Proprio con l’obiettivo di comprendere meglio in che modo le aziende sono in grado di massimizzare i loro ritorni sugli investimenti in innovazione tecnologica Booz Allen Hamilton ha realizzato uno studio intitolato “Global Innovation 1.000. Money Isn’t Everything” sulle 1.000 aziende, in tutto il mondo, che nel 2004 hanno effettuato i maggiori investimenti in R&S. Per garantire una migliore affidabilità dei dati, gli autori della ricerca – Barry Jaruzelski, Kevin Dehoff e Rakesh Bordia – si sono concentrati sulle società quotate in borsa, classificate in base alla loro spesa in R&S registrata nei loro rapporti finanziari del 2004 (di conseguenza sono state escluse sia le aziende a capitale privato così come le società per azioni che non hanno reso pubblici i propri investimenti in R&S) e in base ai settori industriali indicati da Bloomberg e alle aree regionali che ospitano le sedi dei quartieri generali di ciascuna azienda.
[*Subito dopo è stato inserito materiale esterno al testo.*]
//! Split Settle CLI
//!
//! Command-line interface for settling shared-expense groups from a CSV ledger.
//!
//! # Usage
//!
//! ```bash
//! cargo run -- ledger.csv > settlements.csv
//! cargo run -- --report balances ledger.csv > balances.csv
//! cargo run -- --strategy sync --scale 0 ledger.csv
//! cargo run -- --strategy async --batch-size 2000 --max-concurrent 8 ledger.csv
//! RUST_LOG=debug cargo run -- ledger.csv
//! ```
//!
//! The program reads ledger records from the input CSV file, applies them to
//! their groups using the selected processing strategy, and writes the
//! requested report to stdout. Diagnostics go to stderr.
//!
//! # Exit Codes
//!
//! - 0: Success
//! - 1: Error (missing arguments, file not found, file not readable, etc.)

use split_settle::cli;
use split_settle::strategy;
use std::process;

fn main() {
    let args = cli::parse_args();
    cli::init_logging(&args.log_level);

    let strategy = {
        let config = if matches!(args.strategy, cli::StrategyType::Async) {
            Some(args.to_batch_config())
        } else {
            None
        };
        strategy::create_strategy(args.strategy, config, args.to_report_options())
    };

    let mut output = std::io::stdout().lock();
    if let Err(e) = strategy.process(&args.input_file, &mut output) {
        eprintln!("Error: {}", e);
        process::exit(1);
    }
}
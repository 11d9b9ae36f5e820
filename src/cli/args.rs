use crate::config::EngineConfig;
use crate::strategy::{BatchConfig, ReportOptions};
use clap::{Parser, ValueEnum};
use std::path::PathBuf;

/// Work out who owes whom in shared-expense groups
#[derive(Parser, Debug)]
#[command(name = "split-settle")]
#[command(about = "Compute balances and settlement payments for shared-expense groups", long_about = None)]
pub struct CliArgs {
    /// Input CSV file path containing ledger records
    #[arg(value_name = "INPUT", help = "Path to the input ledger CSV file")]
    pub input_file: PathBuf,

    /// Processing strategy
    #[arg(
        long = "strategy",
        value_name = "STRATEGY",
        default_value = "async",
        help = "Processing strategy: 'sync' for synchronous or 'async' for asynchronous"
    )]
    pub strategy: StrategyType,

    /// Report to write to stdout
    #[arg(
        long = "report",
        value_name = "REPORT",
        default_value = "settlements",
        help = "Report: 'settlements' for the payment plan or 'balances' for per-member balances"
    )]
    pub report: ReportKind,

    /// Decimal places of the currency minor unit
    #[arg(
        long = "scale",
        value_name = "PLACES",
        help = "Decimal places of the currency minor unit (default: 2, max: 10)"
    )]
    pub currency_scale: Option<u32>,

    /// Number of ledger records per batch (async mode only)
    #[arg(
        long = "batch-size",
        value_name = "SIZE",
        help = "Number of ledger records per batch (default: 1000)"
    )]
    pub batch_size: Option<usize>,

    /// Number of worker threads (async mode only)
    #[arg(
        long = "max-concurrent",
        value_name = "COUNT",
        help = "Number of worker threads (default: CPU cores)"
    )]
    pub max_concurrent_batches: Option<usize>,

    /// Log filter used when RUST_LOG is not set
    #[arg(
        long = "log-level",
        value_name = "LEVEL",
        default_value = "warn",
        help = "Log level when RUST_LOG is not set (error, warn, info, debug, trace)"
    )]
    pub log_level: String,
}

/// Available processing strategies
#[derive(Clone, Copy, Debug, PartialEq, Eq, ValueEnum)]
pub enum StrategyType {
    Sync,
    Async,
}

/// Available reports
#[derive(Clone, Copy, Debug, PartialEq, Eq, ValueEnum)]
pub enum ReportKind {
    /// Payments that settle every group
    Settlements,
    /// Net balance of every member
    Balances,
}

impl CliArgs {
    /// Create a BatchConfig from CLI arguments
    ///
    /// Missing values fall back to the defaults; zero values are replaced by
    /// the defaults with a warning.
    pub fn to_batch_config(&self) -> BatchConfig {
        if self.batch_size.is_some() || self.max_concurrent_batches.is_some() {
            let default = BatchConfig::default();
            BatchConfig::new(
                self.batch_size.unwrap_or(default.batch_size),
                self.max_concurrent_batches
                    .unwrap_or(default.max_concurrent_batches),
            )
        } else {
            BatchConfig::default()
        }
    }

    /// Create an EngineConfig from CLI arguments
    pub fn to_engine_config(&self) -> EngineConfig {
        self.currency_scale
            .map(EngineConfig::new)
            .unwrap_or_default()
    }

    /// Report kind and calculation settings
    pub fn to_report_options(&self) -> ReportOptions {
        ReportOptions {
            kind: self.report,
            engine: self.to_engine_config(),
        }
    }
}
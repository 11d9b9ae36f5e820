//! I/O module
//!
//! Handles ledger CSV parsing and report output.
//!
//! # Components
//!
//! - `csv_format` - CSV format handling (record conversion, report serialization)
//! - `sync_reader` - Synchronous CSV reader with iterator interface
//! - `async_reader` - Asynchronous CSV reader with batch reading interface

pub mod async_reader;
pub mod csv_format;
pub mod sync_reader;

pub use async_reader::AsyncReader;
pub use csv_format::{
    convert_csv_record, format_amount, write_balances_csv, write_report, write_settlements_csv,
    CsvRecord,
};
pub use sync_reader::SyncReader;
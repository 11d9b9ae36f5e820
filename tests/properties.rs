use proptest::prelude::*;
use rust_decimal::Decimal;
use split_settle::{
    compute_balances, resolve_settlements, split_evenly, Balances, EngineConfig, Expense, Member,
    SettleError,
};

fn members(count: usize) -> Vec<Member> {
    (0..count)
        .map(|idx| Member::new(format!("m{}", idx), format!("Member {}", idx)))
        .collect()
}

/// Build expenses from generated indexes; every third expense uses explicit splits
fn expenses(
    member_count: usize,
    amounts: &[i64],
    payer_indexes: &[usize],
    participant_masks: &[usize],
) -> Vec<Expense> {
    amounts
        .iter()
        .enumerate()
        .map(|(idx, &cents)| {
            let payer = payer_indexes.get(idx).copied().unwrap_or(0) % member_count;
            let mask = participant_masks.get(idx).copied().unwrap_or(1);
            let mut participants: Vec<String> = (0..member_count)
                .filter(|m| mask & (1 << m) != 0)
                .map(|m| format!("m{}", m))
                .collect();
            if participants.is_empty() {
                participants.push(format!("m{}", payer));
            }

            let id = format!("e{}", idx);
            let payer = format!("m{}", payer);
            if idx % 3 == 2 {
                // Participant k pays k times `cents`
                let shares: Vec<Decimal> = (1..=participants.len() as i64)
                    .map(|weight| Decimal::new(weight * cents, 2))
                    .collect();
                let total = shares.iter().copied().sum();
                Expense::even(id, "custom", total, payer, participants).with_split_amounts(shares)
            } else {
                Expense::even(id, "even", Decimal::new(cents, 2), payer, participants)
            }
        })
        .collect()
}

fn apply(balances: &Balances) -> Balances {
    let mut remaining = balances.clone();
    for settlement in resolve_settlements(balances) {
        *remaining.get_mut(&settlement.from).unwrap() += settlement.amount;
        *remaining.get_mut(&settlement.to).unwrap() -= settlement.amount;
    }
    remaining
}

proptest! {
    #[test]
    fn balances_sum_to_zero(
        member_count in 1usize..=8,
        amounts in prop::collection::vec(1i64..=1_000_000, 0..=30),
        payer_indexes in prop::collection::vec(0usize..=7, 0..=30),
        participant_masks in prop::collection::vec(0usize..=255, 0..=30),
    ) {
        let members = members(member_count);
        let expenses = expenses(member_count, &amounts, &payer_indexes, &participant_masks);

        let balances = compute_balances(&members, &expenses, &EngineConfig::default()).unwrap();

        prop_assert_eq!(balances.len(), member_count);
        let total: Decimal = balances.values().copied().sum();
        prop_assert_eq!(total, Decimal::ZERO);
    }
}

proptest! {
    #[test]
    fn settlements_zero_every_balance(
        member_count in 1usize..=8,
        amounts in prop::collection::vec(1i64..=1_000_000, 0..=30),
        payer_indexes in prop::collection::vec(0usize..=7, 0..=30),
        participant_masks in prop::collection::vec(0usize..=255, 0..=30),
    ) {
        let members = members(member_count);
        let expenses = expenses(member_count, &amounts, &payer_indexes, &participant_masks);
        let balances = compute_balances(&members, &expenses, &EngineConfig::default()).unwrap();

        let settlements = resolve_settlements(&balances);

        let non_zero = balances.values().filter(|b| !b.is_zero()).count();
        prop_assert!(settlements.len() <= non_zero.saturating_sub(1));
        prop_assert!(settlements.iter().all(|s| s.amount > Decimal::ZERO && s.from != s.to));
        prop_assert!(apply(&balances).values().all(Decimal::is_zero));
        prop_assert_eq!(settlements, resolve_settlements(&balances.clone()));
    }
}

proptest! {
    #[test]
    fn even_split_is_exact(
        cents in 1i64..=100_000_000,
        participants in 1usize..=50,
        scale in 0u32..=4,
    ) {
        let amount = Decimal::new(cents, 2);

        let shares = split_evenly(amount, participants, scale).unwrap();

        prop_assert_eq!(shares.len(), participants);
        prop_assert_eq!(shares.iter().copied().sum::<Decimal>(), amount);
        let largest = shares.iter().copied().max().unwrap();
        let smallest = shares.iter().copied().min().unwrap();
        let unit = Decimal::new(1, scale.max(amount.normalize().scale()));
        prop_assert!(largest - smallest <= unit);
    }
}

proptest! {
    #[test]
    fn even_split_near_precision_limit_never_loses_units(
        mantissa in (1i128 << 90)..(1i128 << 96),
        amount_scale in 0u32..=3,
        participants in 1usize..=50,
    ) {
        let amount = Decimal::from_i128_with_scale(mantissa, amount_scale);
        let scale = 2u32.max(amount.normalize().scale());

        match split_evenly(amount, participants, 2) {
            Ok(shares) => {
                prop_assert_eq!(shares.len(), participants);
                prop_assert!(shares.iter().all(|share| share.scale() == scale));
                let units: i128 = shares.iter().map(|share| share.mantissa()).sum();
                let normalized = amount.normalize();
                let expected = normalized.mantissa() * 10i128.pow(scale - normalized.scale());
                prop_assert_eq!(units, expected);
            }
            Err(error) => {
                let is_overflow = matches!(error, SettleError::ArithmeticOverflow { .. });
                prop_assert!(is_overflow);
            }
        }
    }
}
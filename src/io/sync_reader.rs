//! Synchronous CSV reader with iterator interface
//!
//! Provides a streaming iterator over ledger records from a CSV file.
//! Delegates CSV format concerns to the csv_format module.
//!
//! # Iterator Interface
//!
//! SyncReader implements the Iterator trait, yielding
//! `Result<LedgerRecord, SettleError>` for each CSV row:
//!
//! ```no_run
//! use split_settle::io::sync_reader::SyncReader;
//! use std::path::Path;
//!
//! let reader = SyncReader::new(Path::new("ledger.csv")).unwrap();
//! for result in reader {
//!     match result {
//!         Ok(record) => println!("Applying {} record", record.kind()),
//!         Err(e) => eprintln!("Skipping row: {}", e),
//!     }
//! }
//! ```
//!
//! # Error Handling
//!
//! - Fatal errors (file not found, I/O errors) are returned from `new()`
//! - Individual row errors are yielded as Err variants carrying the line number
//!
//! Rows are read one at a time; the file is never loaded into memory at once.

use crate::io::csv_format::{convert_csv_record, CsvRecord};
use crate::types::{LedgerRecord, SettleError};
use csv::{ReaderBuilder, Trim};
use std::fs::File;
use std::io::ErrorKind;
use std::path::Path;

/// Synchronous CSV reader
#[derive(Debug)]
pub struct SyncReader {
    reader: csv::Reader<File>,
    line_num: u64,
}

impl SyncReader {
    /// Create a new SyncReader from a file path
    ///
    /// The CSV reader is configured to:
    /// - Trim whitespace from all fields
    /// - Allow flexible field counts (trailing optional columns may be omitted)
    /// - Use an 8KB buffer
    ///
    /// # Errors
    ///
    /// Returns `FileNotFound` if the file does not exist and `IoError` if it
    /// cannot be opened for another reason.
    pub fn new(path: &Path) -> Result<Self, SettleError> {
        let file = File::open(path).map_err(|e| open_error(path, e))?;

        let reader = ReaderBuilder::new()
            .trim(Trim::All)
            .flexible(true)
            .buffer_capacity(8 * 1024)
            .from_reader(file);

        Ok(Self {
            reader,
            line_num: 1,
        })
    }
}

/// Map a failure to open `path` to the matching error
pub(crate) fn open_error(path: &Path, error: std::io::Error) -> SettleError {
    if error.kind() == ErrorKind::NotFound {
        SettleError::FileNotFound {
            path: path.display().to_string(),
        }
    } else {
        SettleError::IoError {
            message: format!("Failed to open file '{}': {}", path.display(), error),
        }
    }
}

impl Iterator for SyncReader {
    type Item = Result<LedgerRecord, SettleError>;

    /// Get the next ledger record from the CSV file
    ///
    /// Conversion errors are reported as `ParseError` with the 1-based line
    /// number of the row (the header is line 1).
    fn next(&mut self) -> Option<Self::Item> {
        let mut deserializer = self.reader.deserialize::<CsvRecord>();
        let row = deserializer.next()?;
        self.line_num += 1;

        Some(match row {
            Ok(csv_record) => convert_csv_record(csv_record).map_err(|e| SettleError::ParseError {
                line: Some(self.line_num),
                message: e.to_string(),
            }),
            Err(e) => Err(SettleError::from(e)),
        })
    }
}
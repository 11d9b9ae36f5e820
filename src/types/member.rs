//! Member-related types
//!
//! Members are owned by their group and referenced by id from expenses.

/// Member identifier, unique within a group
pub type MemberId = String;

/// Group identifier
pub type GroupId = String;

/// A participant of a group
#[derive(Debug, Clone, PartialEq, Eq)]
pub struct Member {
    /// Identifier referenced by expenses and settlements
    pub id: MemberId,

    /// Display name shown in reports
    pub name: String,
}

impl Member {
    /// Create a new member
    pub fn new(id: impl Into<MemberId>, name: impl Into<String>) -> Self {
        Member {
            id: id.into(),
            name: name.into(),
        }
    }
}
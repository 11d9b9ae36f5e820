//! Balance calculation
//!
//! Reduces a group's members and expenses into the net balance of every
//! member. The payer of an expense is credited with the full amount and each
//! participant is debited with their share. The reduction is order
//! independent and is recomputed from scratch on every call.
//!
//! Every expense is validated before any arithmetic happens, so a call either
//! returns balances for a consistent snapshot or an error naming the first
//! violated constraint.

use crate::config::EngineConfig;
use crate::types::{Balances, Expense, ExpenseViolation, Member, SettleError};
use rust_decimal::Decimal;
use tracing::debug;

/// Most decimal places a `Decimal` can carry
const MAX_SCALE: u32 = 28;

/// Compute the net balance of every member
///
/// Members without any expense appear with a zero balance. When the
/// expenses are valid the balances always sum to exactly zero.
///
/// # Errors
///
/// Returns an error if:
/// - An expense violates a precondition (see [`validate_expense`])
/// - Accumulating a balance would overflow
pub fn compute_balances(
    members: &[Member],
    expenses: &[Expense],
    config: &EngineConfig,
) -> Result<Balances, SettleError> {
    let mut balances: Balances = members
        .iter()
        .map(|member| (member.id.clone(), Decimal::ZERO))
        .collect();

    for expense in expenses {
        validate_expense(expense, |id| balances.contains_key(id))?;

        apply(&mut balances, &expense.paid_by, expense.amount)?;
        for (participant, share) in expense.split_with.iter().zip(shares(expense, config)?) {
            apply(&mut balances, participant, -share)?;
        }
    }

    debug!(
        members = members.len(),
        expenses = expenses.len(),
        "Computed balances"
    );
    Ok(balances)
}

/// Check the preconditions of the balance calculator for one expense
///
/// `is_member` answers whether an id belongs to the group.
///
/// # Errors
///
/// Returns [`SettleError::InvalidExpense`] with the first violated constraint.
pub fn validate_expense<F>(expense: &Expense, is_member: F) -> Result<(), SettleError>
where
    F: Fn(&str) -> bool,
{
    let invalid = |violation| Err(SettleError::invalid_expense(&expense.id, violation));

    if expense.amount <= Decimal::ZERO {
        return invalid(ExpenseViolation::NonPositiveAmount {
            amount: expense.amount,
        });
    }
    if expense.split_with.is_empty() {
        return invalid(ExpenseViolation::NoParticipants);
    }
    if !is_member(&expense.paid_by) {
        return invalid(ExpenseViolation::UnknownPayer {
            member: expense.paid_by.clone(),
        });
    }
    if let Some(unknown) = expense.split_with.iter().find(|id| !is_member(id)) {
        return invalid(ExpenseViolation::UnknownParticipant {
            member: unknown.clone(),
        });
    }

    if let Some(amounts) = &expense.split_amounts {
        if amounts.len() != expense.split_with.len() {
            return invalid(ExpenseViolation::SplitCountMismatch {
                amounts: amounts.len(),
                participants: expense.split_with.len(),
            });
        }
        if let Some(negative) = amounts.iter().find(|amount| **amount < Decimal::ZERO) {
            return invalid(ExpenseViolation::NegativeSplit { amount: *negative });
        }

        let sum = amounts
            .iter()
            .try_fold(Decimal::ZERO, |acc, amount| acc.checked_add(*amount))
            .ok_or_else(|| SettleError::arithmetic_overflow("split sum"))?;
        if sum != expense.amount {
            return invalid(ExpenseViolation::SplitSumMismatch {
                sum,
                amount: expense.amount,
            });
        }
    }

    Ok(())
}

/// Per-participant shares of an expense, aligned with `split_with`
///
/// Explicit split amounts are used as given. Otherwise the amount is split
/// evenly with [`split_evenly`].
///
/// # Errors
///
/// Returns an error if an even share cannot be represented.
pub fn shares(expense: &Expense, config: &EngineConfig) -> Result<Vec<Decimal>, SettleError> {
    match &expense.split_amounts {
        Some(amounts) => Ok(amounts.clone()),
        None => split_evenly(
            expense.amount,
            expense.split_with.len(),
            config.currency_scale,
        ),
    }
}

/// Split `amount` evenly between `participants` in whole minor units
///
/// Every participant gets `amount / participants` truncated to the minor
/// unit. The leftover units go one each to the first participants, so the
/// shares always add up to exactly `amount`. The minor unit is
/// `10^-currency_scale`, or finer when `amount` itself has more decimals.
///
/// The allocation is done on the integer mantissa, so no rounding happens
/// even at the edge of `Decimal` precision.
///
/// # Errors
///
/// Returns [`SettleError::ArithmeticOverflow`] if `amount` expressed in minor
/// units, or one of the shares, does not fit in a `Decimal`.
pub fn split_evenly(
    amount: Decimal,
    participants: usize,
    currency_scale: u32,
) -> Result<Vec<Decimal>, SettleError> {
    if participants == 0 {
        return Ok(Vec::new());
    }
    let overflow = || SettleError::arithmetic_overflow("even split");

    let amount = amount.normalize();
    let scale = currency_scale.min(MAX_SCALE).max(amount.scale());
    let units = 10i128
        .checked_pow(scale - amount.scale())
        .and_then(|factor| amount.mantissa().checked_mul(factor))
        .ok_or_else(overflow)?;
    let count = i128::try_from(participants).map_err(|_| overflow())?;

    let share = units / count;
    let leftover = (units % count).unsigned_abs();
    let unit = units.signum();

    (0..participants)
        .map(|idx| {
            let extra = if (idx as u128) < leftover { unit } else { 0 };
            Decimal::try_from_i128_with_scale(share + extra, scale).map_err(|_| overflow())
        })
        .collect()
}

fn apply(balances: &mut Balances, member: &str, delta: Decimal) -> Result<(), SettleError> {
    // Validation guarantees the member exists.
    if let Some(balance) = balances.get_mut(member) {
        *balance = balance
            .checked_add(delta)
            .ok_or_else(|| SettleError::arithmetic_overflow("balance"))?;
    }
    Ok(())
}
Dallo studio emerge che nel 2004 la spesa complessiva in innovazione tecnologica delle 1.000 aziende “top spender” è stata di 384 miliardi di dollari, con un tasso annuo di crescita del 6,5% dal 1999, salito all’11% dal 2002.

Si tratta di una spesa altamente concentrata se si pensa che le prime 2.000 società in investimenti in R&S, sempre nel 2004, hanno impegnato 410 miliardi di dollari, cioè soltanto 26 miliardi o il 6,5% in più rispetto alle 1.000 top spender, nelle quali si stima si concentri l’80-90% della spesa complessiva in R&S di tutto il mondo imprenditoriale e circa il 60% considerando anche la spesa effettuata da governi e istituzioni pubbliche. L’entità degli investimenti in innovazione tecnologica varia molto tra parte alta e parte bassa della lista delle 1.000 imprese oggetto dello studio: si va da un massimo di 7,8 miliardi di dollari di Microsoft (al 1° posto) a un minimo di 39 milioni di dollari di McCormick & Company (1.000°). Inoltre, le prime 20 aziende – perlopiù nordamericane ed europee, quattro giapponesi e una coreana (Samsung) – investono insieme oltre 111 miliardi di dollari o il 28% della spesa complessiva in R&S, mentre nelle prime 100 si concentra il 64% del totale. Altre differenze sostanziali si riscontrano analizzando i diversi settori industriali e le regioni geografiche.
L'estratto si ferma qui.